### Your objective
Find the lines in these entries that include the word "true" and state how many there are, with no other words.

### Supplied material
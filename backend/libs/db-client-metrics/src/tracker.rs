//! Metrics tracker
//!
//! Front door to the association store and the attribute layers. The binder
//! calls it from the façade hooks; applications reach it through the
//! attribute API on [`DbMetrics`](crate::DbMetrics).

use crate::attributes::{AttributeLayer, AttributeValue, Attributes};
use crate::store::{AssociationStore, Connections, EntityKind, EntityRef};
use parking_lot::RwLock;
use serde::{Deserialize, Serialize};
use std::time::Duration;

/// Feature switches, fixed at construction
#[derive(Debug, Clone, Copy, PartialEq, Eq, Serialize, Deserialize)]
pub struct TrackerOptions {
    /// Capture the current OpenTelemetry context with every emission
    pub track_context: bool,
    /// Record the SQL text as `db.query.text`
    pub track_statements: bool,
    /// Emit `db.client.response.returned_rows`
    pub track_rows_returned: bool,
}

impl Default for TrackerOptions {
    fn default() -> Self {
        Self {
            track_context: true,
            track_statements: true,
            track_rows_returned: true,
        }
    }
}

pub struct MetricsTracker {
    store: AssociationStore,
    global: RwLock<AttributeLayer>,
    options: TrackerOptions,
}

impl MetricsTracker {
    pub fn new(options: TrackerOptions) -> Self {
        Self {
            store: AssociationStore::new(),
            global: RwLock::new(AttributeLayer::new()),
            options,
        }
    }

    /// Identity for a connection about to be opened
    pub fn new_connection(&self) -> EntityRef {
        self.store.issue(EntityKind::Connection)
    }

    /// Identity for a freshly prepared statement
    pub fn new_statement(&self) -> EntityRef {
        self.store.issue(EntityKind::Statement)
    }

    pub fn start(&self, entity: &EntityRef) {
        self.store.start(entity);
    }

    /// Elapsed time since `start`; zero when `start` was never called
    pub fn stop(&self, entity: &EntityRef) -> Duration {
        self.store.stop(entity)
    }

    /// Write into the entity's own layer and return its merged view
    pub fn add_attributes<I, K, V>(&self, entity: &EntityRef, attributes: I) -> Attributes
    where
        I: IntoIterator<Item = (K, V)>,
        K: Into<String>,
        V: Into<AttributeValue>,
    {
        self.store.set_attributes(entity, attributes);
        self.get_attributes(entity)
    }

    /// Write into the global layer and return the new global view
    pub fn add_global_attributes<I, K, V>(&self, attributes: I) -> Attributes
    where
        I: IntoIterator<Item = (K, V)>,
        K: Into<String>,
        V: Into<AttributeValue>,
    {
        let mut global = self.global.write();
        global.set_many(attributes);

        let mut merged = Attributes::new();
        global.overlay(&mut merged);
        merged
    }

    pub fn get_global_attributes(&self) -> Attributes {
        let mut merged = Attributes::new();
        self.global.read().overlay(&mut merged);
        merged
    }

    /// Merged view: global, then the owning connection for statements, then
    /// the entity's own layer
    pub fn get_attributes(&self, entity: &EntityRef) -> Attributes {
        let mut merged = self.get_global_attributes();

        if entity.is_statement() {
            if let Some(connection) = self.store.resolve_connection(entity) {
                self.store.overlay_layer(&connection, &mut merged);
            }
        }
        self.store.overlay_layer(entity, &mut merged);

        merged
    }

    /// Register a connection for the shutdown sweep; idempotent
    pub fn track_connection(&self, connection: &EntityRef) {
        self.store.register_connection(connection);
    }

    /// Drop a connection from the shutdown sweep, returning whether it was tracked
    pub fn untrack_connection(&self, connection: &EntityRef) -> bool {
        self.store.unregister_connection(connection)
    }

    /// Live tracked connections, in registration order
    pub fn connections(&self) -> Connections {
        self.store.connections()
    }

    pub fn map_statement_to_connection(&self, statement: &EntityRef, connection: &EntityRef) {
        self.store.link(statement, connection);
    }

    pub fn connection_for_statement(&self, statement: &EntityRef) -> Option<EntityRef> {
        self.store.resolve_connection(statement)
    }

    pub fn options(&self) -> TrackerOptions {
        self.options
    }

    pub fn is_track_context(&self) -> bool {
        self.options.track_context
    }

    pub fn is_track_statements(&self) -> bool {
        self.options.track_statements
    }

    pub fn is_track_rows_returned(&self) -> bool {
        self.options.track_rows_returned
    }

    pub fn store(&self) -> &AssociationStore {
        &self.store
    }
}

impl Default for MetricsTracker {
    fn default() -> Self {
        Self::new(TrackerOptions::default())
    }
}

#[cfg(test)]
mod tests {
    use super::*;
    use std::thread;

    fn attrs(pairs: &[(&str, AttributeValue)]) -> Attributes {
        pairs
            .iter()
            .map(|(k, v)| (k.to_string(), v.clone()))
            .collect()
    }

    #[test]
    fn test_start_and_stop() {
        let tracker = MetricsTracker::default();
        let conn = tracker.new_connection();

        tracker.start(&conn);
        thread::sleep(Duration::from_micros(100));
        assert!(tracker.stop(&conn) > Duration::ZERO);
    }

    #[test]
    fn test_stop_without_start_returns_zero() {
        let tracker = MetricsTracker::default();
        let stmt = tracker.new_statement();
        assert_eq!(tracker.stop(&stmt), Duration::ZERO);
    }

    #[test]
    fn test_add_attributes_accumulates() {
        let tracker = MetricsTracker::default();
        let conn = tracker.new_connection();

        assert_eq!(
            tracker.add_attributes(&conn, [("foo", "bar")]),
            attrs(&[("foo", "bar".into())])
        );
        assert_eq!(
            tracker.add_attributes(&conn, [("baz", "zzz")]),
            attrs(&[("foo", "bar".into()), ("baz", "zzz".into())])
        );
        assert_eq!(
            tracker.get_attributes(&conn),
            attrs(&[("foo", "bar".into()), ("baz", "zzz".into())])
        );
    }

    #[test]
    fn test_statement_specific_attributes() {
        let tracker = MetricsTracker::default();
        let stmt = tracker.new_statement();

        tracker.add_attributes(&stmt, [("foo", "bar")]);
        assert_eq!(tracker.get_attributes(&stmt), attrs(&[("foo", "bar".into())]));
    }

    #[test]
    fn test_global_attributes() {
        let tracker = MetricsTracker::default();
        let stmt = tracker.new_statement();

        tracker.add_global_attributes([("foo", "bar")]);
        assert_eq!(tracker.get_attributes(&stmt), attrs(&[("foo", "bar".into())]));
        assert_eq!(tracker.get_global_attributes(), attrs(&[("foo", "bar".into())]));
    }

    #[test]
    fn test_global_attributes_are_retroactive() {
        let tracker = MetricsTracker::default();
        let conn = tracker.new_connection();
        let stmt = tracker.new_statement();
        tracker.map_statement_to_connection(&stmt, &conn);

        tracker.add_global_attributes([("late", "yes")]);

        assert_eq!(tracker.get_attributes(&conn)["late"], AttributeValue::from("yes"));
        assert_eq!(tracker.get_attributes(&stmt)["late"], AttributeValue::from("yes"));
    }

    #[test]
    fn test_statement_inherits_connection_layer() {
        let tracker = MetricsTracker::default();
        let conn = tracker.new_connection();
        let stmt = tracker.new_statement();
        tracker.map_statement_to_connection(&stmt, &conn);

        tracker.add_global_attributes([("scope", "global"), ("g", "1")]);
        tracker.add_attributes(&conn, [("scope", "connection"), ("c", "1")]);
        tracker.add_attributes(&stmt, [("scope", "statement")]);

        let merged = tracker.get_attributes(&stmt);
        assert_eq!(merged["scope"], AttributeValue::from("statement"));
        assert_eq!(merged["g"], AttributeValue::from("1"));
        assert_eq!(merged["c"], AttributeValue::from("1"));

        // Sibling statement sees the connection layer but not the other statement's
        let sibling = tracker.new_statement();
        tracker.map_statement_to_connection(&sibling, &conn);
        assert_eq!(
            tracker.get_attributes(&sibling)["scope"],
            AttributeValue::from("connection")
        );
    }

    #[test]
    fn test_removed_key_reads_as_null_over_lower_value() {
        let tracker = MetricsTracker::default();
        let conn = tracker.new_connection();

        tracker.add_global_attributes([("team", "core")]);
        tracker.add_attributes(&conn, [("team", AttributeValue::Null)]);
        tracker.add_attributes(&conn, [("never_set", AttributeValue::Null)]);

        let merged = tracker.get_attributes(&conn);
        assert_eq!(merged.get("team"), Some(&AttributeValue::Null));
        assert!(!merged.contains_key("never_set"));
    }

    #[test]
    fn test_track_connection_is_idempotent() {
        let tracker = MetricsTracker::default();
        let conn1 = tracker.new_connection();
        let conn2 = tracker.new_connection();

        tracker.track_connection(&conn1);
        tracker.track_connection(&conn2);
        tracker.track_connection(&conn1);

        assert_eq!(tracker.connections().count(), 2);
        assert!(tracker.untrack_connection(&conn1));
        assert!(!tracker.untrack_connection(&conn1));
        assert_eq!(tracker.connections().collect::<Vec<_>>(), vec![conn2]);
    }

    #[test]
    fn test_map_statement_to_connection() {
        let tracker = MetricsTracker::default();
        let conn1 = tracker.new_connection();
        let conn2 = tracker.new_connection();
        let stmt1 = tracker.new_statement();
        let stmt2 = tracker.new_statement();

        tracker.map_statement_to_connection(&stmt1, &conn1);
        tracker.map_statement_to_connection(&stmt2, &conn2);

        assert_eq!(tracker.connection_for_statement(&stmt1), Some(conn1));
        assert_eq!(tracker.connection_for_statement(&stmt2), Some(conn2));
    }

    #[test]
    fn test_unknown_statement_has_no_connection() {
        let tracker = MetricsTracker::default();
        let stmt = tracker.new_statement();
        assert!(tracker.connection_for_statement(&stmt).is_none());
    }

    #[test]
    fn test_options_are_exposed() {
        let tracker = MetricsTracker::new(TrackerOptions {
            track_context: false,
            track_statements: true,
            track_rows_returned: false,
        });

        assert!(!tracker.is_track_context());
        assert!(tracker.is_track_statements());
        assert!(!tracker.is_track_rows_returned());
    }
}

### Answer to the problem
4